虽然人们发现了稀土元素对于甲基营养菌的甲醇和甲烷代谢存在调控作用，也发现了其中参与的一些关键元件，但其确切调控机制还有待于进一步挖掘，例如，甲基营养菌是如何感知并转运稀土元素，以及稀土元素如何通过MxcQE/MxbDM调控系统对xoxF、mxaF基因启动子进行调控[29]，xoxF如何对mxaF转录进行调控[17]等。稀土元素对于甲基营养菌调控机制的系统阐明，将有助于进一步认识甲基营养菌对于甲醇和甲烷代谢的调控机制，拓展其在金属富集冶炼和化学品生物合成等[58]领域的应用。

目前，关于甲基营养菌中心代谢的工程优化改造仍存在一些问题，首先将 C1利用的异源途径(如，RuMP途径)引入天然底盘菌中构建协同同化途径[19]，虽然加快了菌体生长速率，促进了胞内代谢物合成，但未能明显加强碳转化率，且引入的异源同化途径和本源同化途径适配性不高，产品合成效率偏低，因此如何进一步提高RuMP和丝氨酸循环途径的协同性，强化RuMP关键底物核酮糖-5-磷酸的供给，仍然是亟待解决的科学问题。未来通过对中心代谢路径更加优化的理性设计，以及结合适应性进化策略，从而对菌株的代谢网络结构进行更合理改造是行之有效的解决思路。
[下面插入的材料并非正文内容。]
use std::borrow::Cow;
use std::fmt::Write as _;

#[derive(Debug, Clone, Copy, PartialEq, Eq)]
pub enum Align {
    Left,
    Right,
}

pub fn render_table(headers: &[String], rows: &[Vec<String>]) -> String {
    render_aligned(headers, rows, &[])
}

/// Renders a plain-text grid. Columns without an entry in `aligns` are left
/// aligned; right-aligned columns suit numbers.
pub fn render_aligned(headers: &[String], rows: &[Vec<String>], aligns: &[Align]) -> String {
    let column_count = headers.len();
    let mut widths = headers.iter().map(|h| display_width(h)).collect::<Vec<_>>();
    for row in rows {
        for (idx, cell) in row.iter().enumerate().take(column_count) {
            widths[idx] = widths[idx].max(display_width(cell));
        }
    }
    for width in &mut widths {
        *width = (*width).max(3);
    }

    let align_of = |idx: usize| aligns.get(idx).copied().unwrap_or(Align::Left);
    let mut output = String::new();
    let _ = writeln!(output, "{}", format_row(headers, &widths, &align_of));
    let separator = widths.iter().map(|w| "-".repeat(*w)).collect::<Vec<_>>();
    let _ = writeln!(output, "{}", format_row(&separator, &widths, &align_of));
    for row in rows {
        let _ = writeln!(output, "{}", format_row(row, &widths, &align_of));
    }
    output
}

fn format_row(values: &[String], widths: &[usize], align_of: &dyn Fn(usize) -> Align) -> String {
    let cells = values
        .iter()
        .zip(widths)
        .enumerate()
        .map(|(idx, (value, width))| {
            let sanitized = sanitize_cell(value);
            let padding = width.saturating_sub(display_width(&sanitized));
            match align_of(idx) {
                Align::Left => format!("{sanitized}{}", " ".repeat(padding)),
                Align::Right => format!("{}{sanitized}", " ".repeat(padding)),
            }
        })
        .collect::<Vec<_>>();
    cells.join("  ").trim_end().to_string()
}

fn display_width(value: &str) -> usize {
    value.chars().count()
}

fn sanitize_cell(value: &str) -> Cow<'_, str> {
    if value.contains(['\n', '\r', '\t']) {
        Cow::Owned(value.replace(['\n', '\r', '\t'], " "))
    } else {
        Cow::Borrowed(value)
    }
}

#[cfg(test)]
mod tests {
    use super::*;

    fn strings(values: &[&str]) -> Vec<String> {
        values.iter().map(|v| v.to_string()).collect()
    }

    #[test]
    fn numeric_columns_align_right() {
        let headers = strings(&["product", "sales"]);
        let rows = vec![strings(&["Pen", "5.00"]), strings(&["Desk", "1200.00"])];
        let rendered = render_aligned(&headers, &rows, &[Align::Left, Align::Right]);
        let lines = rendered.lines().collect::<Vec<_>>();
        assert_eq!(
            lines,
            vec![
                "product    sales",
                "-------  -------",
                "Pen         5.00",
                "Desk     1200.00",
            ]
        );
    }

    #[test]
    fn control_characters_become_spaces() {
        let headers = strings(&["note"]);
        let rows = vec![strings(&["line1\nline2\tvalue"])];
        let rendered = render_table(&headers, &rows);
        assert_eq!(rendered.lines().nth(2), Some("line1 line2 value"));
    }
}
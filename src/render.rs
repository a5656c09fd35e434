//! Terminal and JSON presentation of an evaluated dashboard.

use std::fmt::Write as _;

use anyhow::{Context, Result};
use rust_decimal::{Decimal, prelude::ToPrimitive};

use crate::{
    aggregate::{AggregateRow, Measure},
    clean::{CleanReport, OrderRecord},
    config::DashboardConfig,
    geo::MapLayer,
    pipeline::{Dashboard, DashboardOutcome, MapSection},
    table::{Align, render_aligned},
};

/// Greedy word wrap: a word moves to a new line when the current line, the
/// separating spaces and the word together would exceed `width`. Words
/// longer than `width` keep a line of their own.
pub fn wrap_label(text: &str, width: usize) -> Vec<String> {
    let mut lines = Vec::new();
    let mut current: Vec<&str> = Vec::new();
    let mut current_len = 0usize;
    for word in text.split_whitespace() {
        let word_len = word.chars().count();
        if !current.is_empty() && current_len + current.len() + word_len > width {
            lines.push(current.join(" "));
            current.clear();
            current_len = 0;
        }
        current.push(word);
        current_len += word_len;
    }
    if !current.is_empty() || lines.is_empty() {
        lines.push(current.join(" "));
    }
    lines
}

pub fn format_amount(value: Decimal) -> String {
    format!("{:.2}", value.round_dp(2))
}

pub fn render_bar_chart(
    title: &str,
    rows: &[AggregateRow],
    measure: Measure,
    config: &DashboardConfig,
) -> String {
    let mut out = String::new();
    let _ = writeln!(out, "{title}");
    let _ = writeln!(out, "{}", "=".repeat(title.chars().count()));
    if rows.is_empty() {
        let _ = writeln!(out, "(no data)");
        return out;
    }

    let labels = rows
        .iter()
        .map(|row| wrap_label(&row.key, config.label_width))
        .collect::<Vec<_>>();
    let label_width = labels
        .iter()
        .flatten()
        .map(|line| line.chars().count())
        .max()
        .unwrap_or(0);
    let max = rows
        .iter()
        .map(|row| measure.of(row).abs())
        .max()
        .filter(|max| !max.is_zero())
        .unwrap_or(Decimal::ONE);

    for (row, lines) in rows.iter().zip(&labels) {
        let value = measure.of(row);
        let length = (value.abs() / max * Decimal::from(config.bar_width))
            .round()
            .to_usize()
            .unwrap_or(0);
        let fill = if value < Decimal::ZERO { "-" } else { "#" };
        let bar = fill.repeat(length);
        for (idx, line) in lines.iter().enumerate() {
            if idx == 0 {
                let _ = writeln!(
                    out,
                    "{line:<label_width$} | {bar} {}",
                    format_amount(value)
                );
            } else {
                let _ = writeln!(out, "{line:<label_width$} |");
            }
        }
    }
    out
}

pub fn render_product_summary(products: &[AggregateRow], limit: usize) -> String {
    let headers = vec![
        "product".to_string(),
        "total_sales".to_string(),
        "total_profit".to_string(),
    ];
    let rows = products
        .iter()
        .take(limit)
        .map(|row| {
            vec![
                row.key.clone(),
                format_amount(row.sum_sales),
                format_amount(row.sum_profit),
            ]
        })
        .collect::<Vec<_>>();
    let mut out = render_aligned(&headers, &rows, &[Align::Left, Align::Right, Align::Right]);
    if products.len() > limit {
        let _ = writeln!(out, "(showing {limit} of {} products)", products.len());
    }
    out
}

pub fn render_map(layer: &MapLayer) -> String {
    let headers = ["state", "latitude", "longitude", "sales", "radius_m", "color"]
        .map(String::from)
        .to_vec();
    let rows = layer
        .points
        .iter()
        .map(|point| {
            let [r, g, b, a] = point.color;
            vec![
                point.state.clone(),
                format!("{:.4}", point.latitude),
                format!("{:.4}", point.longitude),
                format_amount(point.sales),
                format!("{:.0}", point.radius),
                format!("#{r:02x}{g:02x}{b:02x}{a:02x}"),
            ]
        })
        .collect::<Vec<_>>();
    let mut out = render_aligned(
        &headers,
        &rows,
        &[
            Align::Left,
            Align::Right,
            Align::Right,
            Align::Right,
            Align::Right,
            Align::Left,
        ],
    );
    if !layer.omitted_states.is_empty() {
        let _ = writeln!(
            out,
            "Omitted (no coordinates): {}",
            layer.omitted_states.join(", ")
        );
    }
    out
}

pub fn render_orders(rows: &[OrderRecord], limit: usize) -> String {
    let headers = [
        "order_date",
        "order_id",
        "product",
        "region",
        "state",
        "sales",
        "profit",
        "discount",
        "quantity",
    ]
    .map(String::from)
    .to_vec();
    let body = rows
        .iter()
        .take(limit)
        .map(|record| {
            vec![
                record.order_date.format("%Y-%m-%d").to_string(),
                record.order_id.clone().unwrap_or_default(),
                record.product_name.clone(),
                record.region.clone().unwrap_or_default(),
                record.state.clone().unwrap_or_default(),
                format_amount(record.sales),
                format_amount(record.profit),
                record
                    .discount
                    .map(|d| d.normalize().to_string())
                    .unwrap_or_default(),
                record.quantity.map(|q| q.to_string()).unwrap_or_default(),
            ]
        })
        .collect::<Vec<_>>();
    let mut aligns = vec![Align::Left; 5];
    aligns.extend([Align::Right; 4]);
    let mut out = render_aligned(&headers, &body, &aligns);
    if rows.len() > limit {
        let _ = writeln!(out, "(showing {limit} of {} orders)", rows.len());
    }
    out
}

pub fn render_text(outcome: &DashboardOutcome, config: &DashboardConfig) -> String {
    match outcome {
        DashboardOutcome::Ready(dashboard) => render_dashboard(dashboard, config),
        DashboardOutcome::Empty {
            criteria,
            range,
            notices,
        } => {
            let mut out = String::new();
            for notice in notices {
                let _ = writeln!(out, "notice: {notice}");
            }
            let _ = writeln!(
                out,
                "warning: no orders match {range} (region: {}, state: {})",
                criteria.region, criteria.state
            );
            out
        }
    }
}

fn render_dashboard(dashboard: &Dashboard, config: &DashboardConfig) -> String {
    let mut out = String::new();
    let _ = writeln!(
        out,
        "Sales dashboard: {} (region: {}, state: {})",
        dashboard.range, dashboard.criteria.region, dashboard.criteria.state
    );
    for notice in &dashboard.notices {
        let _ = writeln!(out, "notice: {notice}");
    }
    let _ = writeln!(out, "{} order(s) matched\n", dashboard.row_count);

    let top = config.top_n;
    for (measure, rows) in [
        (Measure::Sales, &dashboard.top_sales),
        (Measure::Profit, &dashboard.top_profit),
    ] {
        out.push_str(&render_bar_chart(
            &format!("Top {top} Products by {}", measure.label()),
            rows,
            measure,
            config,
        ));
        out.push('\n');
    }

    let _ = writeln!(out, "Sales vs Profit by Product");
    out.push_str(&render_product_summary(&dashboard.products, config.table_rows));

    match &dashboard.map {
        MapSection::Ready(layer) => {
            let _ = writeln!(out, "\nTotal Sales by State");
            out.push_str(&render_map(layer));
        }
        MapSection::Skipped { reason } => {
            let _ = writeln!(out, "\ninfo: map unavailable: {reason}");
        }
        MapSection::Disabled => {}
    }

    if let Some(rows) = &dashboard.rows {
        let _ = writeln!(out, "\nFiltered Orders");
        out.push_str(&render_orders(rows, config.table_rows));
    }
    out
}

/// One-line summary of what cleaning changed.
pub fn render_clean_report(report: &CleanReport) -> String {
    format!(
        "Data cleaning: {} row(s) read, {} duplicate(s) removed, {} discount(s) rescaled, \
         {} ship date(s) backfilled, {} undated row(s) dropped; order dates stored as {}",
        report.total_rows,
        report.duplicates_removed,
        report.discounts_rescaled,
        report.ship_dates_backfilled,
        report.undated_rows_dropped,
        report.order_date_encoding
    )
}

/// The outcome as pretty JSON with the cleaning summary under `cleaning`.
pub fn render_json(outcome: &DashboardOutcome, cleaning: &CleanReport) -> Result<String> {
    let mut value = serde_json::to_value(outcome).context("Serializing dashboard to JSON")?;
    if let Some(object) = value.as_object_mut() {
        object.insert(
            "cleaning".to_string(),
            serde_json::to_value(cleaning).context("Serializing cleaning summary")?,
        );
    }
    serde_json::to_string_pretty(&value).context("Serializing dashboard to JSON")
}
近年来，随着对甲基营养菌的深入研究，遗传改造工具得到快速开发利用，如,2019年，Carrillo等[59]以M.extorquensAM1为宿主，成功构建出不同表达水平的IPTG(异丙基-β-D-硫代半乳糖吡喃糖苷)诱导型启动子，该系列启动子的发现为未来甲基营养菌深入工程改造提供一个备选的工具；2020年，笔者实验室和清华大学邢新会课题组合作，Mo等[60]首次在甲醇利用菌M.extorquensAM1中构建CRISPRi(短回文重复序列)技术,为挖掘M.extorquensAM1的潜在功能基因以及从甲醇中生产高附加值产品提供了另一个有用的改造工具。Small regulatory RNA(小调控核糖核酸，sRNA) 作为细菌中一个重要的调控因子，已被应用于多种菌株的基因抑制，2021年，Zhu等[61]以M.extorquensAM1为宿主，构建了一个与大肠杆菌MicC和内源性Hfq结合的sRNA系统，该系统通过靶向干扰类胡萝卜素合成相关基因crtl，减少类胡萝卜素的产生。此外针对甲烷氧化菌异源基因表达，大多数方法还是通过菌菌结合方式实现，耗时较长、操作复杂，而且需要帮助菌株进行辅助[62]。2021年，Hu等[63]优化了甲烷氧化菌M.buryatense5GB1的电击转化技术，显著提高了转化效率。这些遗传改造工具的开发，为促进甲基营养菌的细胞工厂构建提供了有效技术支撑。

当今甲基营养菌已经成为直接或间接催化转化温室气体(甲烷、CO2)及其衍生物(甲醇、甲酸)生产高附加值产品的重要细胞工厂之一，未来随着对甲基营养菌的深入研究及其遗传改造工具的日趋完善，将会进一步促进甲基营养菌在生物化工领域的广泛应用。